Una delle cure maggiori di Don Guanella fu sempre la ricerca di vocazioni, di religiosi disposti a proseguire e ampliare la sua impresa sobbarcandosi del problema delle quattro " effe ", come lui diceva. Infatti, nelle prime Case della Provvidenza regnavano sovrani quattro ospiti non molto graditi il cui nome cominciava per "effe": Fame, Freddo, Fumo e Fastidi. Anche se non furono sempre ospiti fissi, furono comunque nemici con i quali si dovette combattere quotidianamente.
La Lombardia e altre terre furono sempre generose di vocazioni per l'Opera di Don Guanella, il quale aveva un modo assai semplice ed efficace per invitare chi si sentisse portato a seguirlo... Spesso usciva con sei, otto dei suoi ricoverati che chiamava " buoni figli ": erano quelli che accoglieva con particolare amore, dato che non avevano intelligenza sufficiente per vivere con gli altri. Avevano in genere nomignoli significativi, come se fosse stata una squadra sui generis di bravi: Pelapatàt, Leccapiàtt, Pallanin, Pestalàc...
Era una scena divenuta familiare in quel di Como e altrove vedere Don Guanella che portava a spasso i suoi " bravi "; ormai vedendoli, si diceva:
- Ecco Don Guanella che porta a spasso i suoi poveri figlioli!
Così, ad esempio, andavano fino a Lurate Caccivio e al gruppetto si univano spesso le persone che incontravano per strada, in modo tale che intorno a Don Guanella e ai suoi figli si formava una piccola processione.

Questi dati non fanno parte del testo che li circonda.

#[cfg(test)]
mod tests {
    use super::*;
    use async_trait::async_trait;
    use std::sync::atomic::{AtomicU32, Ordering};
    use std::sync::Mutex;

    use crate::events::Scope;
    use crate::target::{Capability, TaskRunOutcome};

    struct ScriptedTarget {
        fail: FxHashSet<String>,
        attempts: Mutex<FxHashMap<String, u32>>,
        calls: AtomicU32,
    }

    impl ScriptedTarget {
        fn new(fail: &[&str]) -> Self {
            Self {
                fail: fail.iter().map(|s| s.to_string()).collect(),
                attempts: Mutex::new(FxHashMap::default()),
                calls: AtomicU32::new(0),
            }
        }
    }

    #[async_trait]
    impl Target for ScriptedTarget {
        async fn run_task(
            &self,
            task: &Task,
            _opts: &TargetOpts,
            _cancel: &CancellationToken,
            on_line: Option<&crate::runtime::LineSink>,
        ) -> Result<TaskRunOutcome> {
            self.calls.fetch_add(1, Ordering::SeqCst);
            if let Some(sink) = on_line {
                sink(&format!("running {}", task.name));
            }
            let mut attempts = self.attempts.lock().unwrap();
            *attempts.entry(task.name.clone()).or_insert(0) += 1;

            let exit_code = if self.fail.contains(&task.name) { 1 } else { 0 };
            Ok(TaskRunOutcome { exit_code, output: format!("ran {}", task.name), line_count: 1 })
        }

        fn capabilities(&self) -> &[Capability] {
            &[]
        }
    }

    struct SlowTarget {
        delay: std::time::Duration,
    }

    #[async_trait]
    impl Target for SlowTarget {
        async fn run_task(
            &self,
            task: &Task,
            _opts: &TargetOpts,
            cancel: &CancellationToken,
            _on_line: Option<&crate::runtime::LineSink>,
        ) -> Result<TaskRunOutcome> {
            tokio::select! {
                _ = tokio::time::sleep(self.delay) => {
                    Ok(TaskRunOutcome { exit_code: 0, output: "done".to_string(), line_count: 1 })
                }
                _ = cancel.cancelled() => {
                    Err(SykliError::new(ErrorCode::Cancelled, "cancelled").with_task(task.name.clone()))
                }
            }
        }

        fn capabilities(&self) -> &[Capability] {
            &[]
        }
    }

    fn task(name: &str, deps: &[&str]) -> serde_json::Value {
        serde_json::json!({ "name": name, "command": "noop", "depends_on": deps })
    }

    fn graph(tasks: Vec<serde_json::Value>) -> Graph {
        let tasks: Vec<Task> = tasks.into_iter().map(|v| serde_json::from_value(v).unwrap()).collect();
        Graph::new(tasks)
    }

    fn run_ctx(workdir: &Path) -> RunContext {
        let mut ctx = RunContext::new(workdir.to_path_buf(), crate::context::RunOptions::default());
        ctx.opts.max_parallel = 4;
        ctx
    }

    #[tokio::test]
    async fn independent_tasks_all_succeed() {
        let dir = tempfile::tempdir().unwrap();
        let g = graph(vec![task("a", &[]), task("b", &[])]);
        let target = Arc::new(ScriptedTarget::new(&[]));
        let scheduler = Scheduler::new(target, Arc::new(EventBus::new()), dir.path());
        let ctx = run_ctx(dir.path());
        let opts = TargetOpts::default();

        let result = scheduler.run(&g, &ctx, &opts, CancellationToken::new(), None).await.unwrap();
        assert!(result.ok);
        assert_eq!(result.tasks.len(), 2);
        assert!(result.tasks.iter().all(|t| t.status == TaskStatus::Succeeded));
    }

    #[tokio::test]
    async fn failed_task_blocks_dependents_on_stop() {
        let dir = tempfile::tempdir().unwrap();
        let g = graph(vec![task("build", &[]), task("deploy", &["build"])]);
        let target = Arc::new(ScriptedTarget::new(&["build"]));
        let scheduler = Scheduler::new(target, Arc::new(EventBus::new()), dir.path());
        let ctx = run_ctx(dir.path());
        let opts = TargetOpts::default();

        let result = scheduler.run(&g, &ctx, &opts, CancellationToken::new(), None).await.unwrap();
        assert!(!result.ok);
        let build = result.tasks.iter().find(|t| t.task_name == "build").unwrap();
        let deploy = result.tasks.iter().find(|t| t.task_name == "deploy").unwrap();
        assert_eq!(build.status, TaskStatus::Failed);
        assert_eq!(deploy.status, TaskStatus::Blocked);
        assert_eq!(deploy.error.as_ref().unwrap().code, ErrorCode::DependencyFailed);
    }

    #[tokio::test]
    async fn delta_filter_skips_unaffected_tasks() {
        let dir = tempfile::tempdir().unwrap();
        let g = graph(vec![task("a", &[]), task("b", &[])]);
        let target = Arc::new(ScriptedTarget::new(&[]));
        let scheduler = Scheduler::new(target, Arc::new(EventBus::new()), dir.path());
        let ctx = run_ctx(dir.path());
        let opts = TargetOpts::default();

        let affected: FxHashSet<String> = ["a".to_string()].into_iter().collect();
        let result = scheduler.run(&g, &ctx, &opts, CancellationToken::new(), Some(&affected)).await.unwrap();
        let a = result.tasks.iter().find(|t| t.task_name == "a").unwrap();
        let b = result.tasks.iter().find(|t| t.task_name == "b").unwrap();
        assert_eq!(a.status, TaskStatus::Succeeded);
        assert_eq!(b.status, TaskStatus::Skipped);
        assert!(result.ok);
    }

    #[tokio::test]
    async fn retry_count_is_honored_before_failing() {
        let dir = tempfile::tempdir().unwrap();
        let g = graph(vec![serde_json::json!({ "name": "flaky", "command": "noop", "retry": 2 })]);
        let target = Arc::new(ScriptedTarget::new(&["flaky"]));
        let scheduler = Scheduler::new(target.clone(), Arc::new(EventBus::new()), dir.path());
        let ctx = run_ctx(dir.path());
        let opts = TargetOpts::default();

        let result = scheduler.run(&g, &ctx, &opts, CancellationToken::new(), None).await.unwrap();
        let flaky = result.tasks.iter().find(|t| t.task_name == "flaky").unwrap();
        assert_eq!(flaky.attempts, 3);
        assert_eq!(target.calls.load(Ordering::SeqCst), 3);
    }

    #[tokio::test]
    async fn cancel_signal_reaches_an_in_flight_task() {
        let dir = tempfile::tempdir().unwrap();
        let g = graph(vec![task("slow", &[])]);
        let target = Arc::new(SlowTarget { delay: std::time::Duration::from_secs(30) });
        let scheduler = Scheduler::new(target, Arc::new(EventBus::new()), dir.path());
        let ctx = run_ctx(dir.path());
        let opts = TargetOpts::default();

        let cancel = CancellationToken::new();
        let cancel_clone = cancel.clone();
        tokio::spawn(async move {
            tokio::time::sleep(std::time::Duration::from_millis(100)).await;
            cancel_clone.cancel();
        });

        let start = std::time::Instant::now();
        let result = scheduler.run(&g, &ctx, &opts, cancel, None).await.unwrap();
        assert!(!result.ok);
        let slow = result.tasks.iter().find(|t| t.task_name == "slow").unwrap();
        assert_eq!(slow.status, TaskStatus::Cancelled);
        assert!(start.elapsed() < std::time::Duration::from_secs(3));
    }

    #[tokio::test]
    async fn task_output_is_published_to_the_event_bus() {
        let dir = tempfile::tempdir().unwrap();
        let g = graph(vec![task("build", &[])]);
        let target = Arc::new(ScriptedTarget::new(&[]));
        let events = Arc::new(EventBus::new());
        let mut rx = events.subscribe(Scope::All);
        let scheduler = Scheduler::new(target, events, dir.path());
        let ctx = run_ctx(dir.path());
        let opts = TargetOpts::default();

        scheduler.run(&g, &ctx, &opts, CancellationToken::new(), None).await.unwrap();

        let mut saw_output = false;
        while let Ok(event) = rx.try_recv() {
            if event.event_type == EventType::TaskOutput {
                assert_eq!(event.data["task"], "build");
                assert_eq!(event.data["line"], "running build");
                saw_output = true;
            }
        }
        assert!(saw_output, "expected a TaskOutput event for task `build`");
    }

    #[tokio::test]
    async fn run_writes_an_occurrence_log() {
        let dir = tempfile::tempdir().unwrap();
        let g = graph(vec![task("build", &[])]);
        let target = Arc::new(ScriptedTarget::new(&[]));
        let scheduler = Scheduler::new(target, Arc::new(EventBus::new()), dir.path());
        let ctx = run_ctx(dir.path());
        let opts = TargetOpts::default();

        let result = scheduler.run(&g, &ctx, &opts, CancellationToken::new(), None).await.unwrap();

        let trace_path = dir.path().join(".sykli").join("runs").join(result.run_id.to_string()).join("occurrence.json");
        let contents = tokio::fs::read_to_string(&trace_path).await.unwrap();
        assert!(contents.lines().count() >= 2, "expected at least RunStarted and RunCompleted");
        assert!(contents.contains("run_started"));
        assert!(contents.contains("run_completed"));
    }
}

Arrivati presso la chiesa, salutavano il parroco e poi andavano tutti a dire una preghiera, dopo la quale Don Guanella faceva un breve discorsetto:
- Miei buoni amici di Lurate Caccivio, ho portato qui tra voi i miei buoni figli che possiedono una ricchezza che molti intelligenti non hanno, perché hanno l'innocenza, la Grazia di Dio. Siamo venuti da voi per prendere un po' d'aria, perché questi buoni figli hanno bisogno di svagarsi, di vedere questo mondo. Ma hanno soprattutto bisogno di sentirsi amati e se lo meritano; se lo meritano, credete a me, non tanto perché sono simpatici, e lo sono davvero, ma perché sono buoni e innocenti, anche se sventurati perché non sanno provvedere a se stessi. E quando si sentono amati, diventano anche più buoni e pregano alla loro maniera il buon Dio.
Non ci sarà dunque in mezzo a voi qualche anima che si sente d'abbracciare la vita religiosa per poter assistere e amare queste creature del Signore?
Poi ricomponeva il suo gruppo di " innocenti ", accompagnati da una piccola e curiosa folla di ragazzi del paese e si incamminava tra il verde dei prati per ridiscendere verso la riva del lago di Como soddisfatto d’aver lasciato il seme dell'inquietudine col pensiero che non si può essere felici da soli.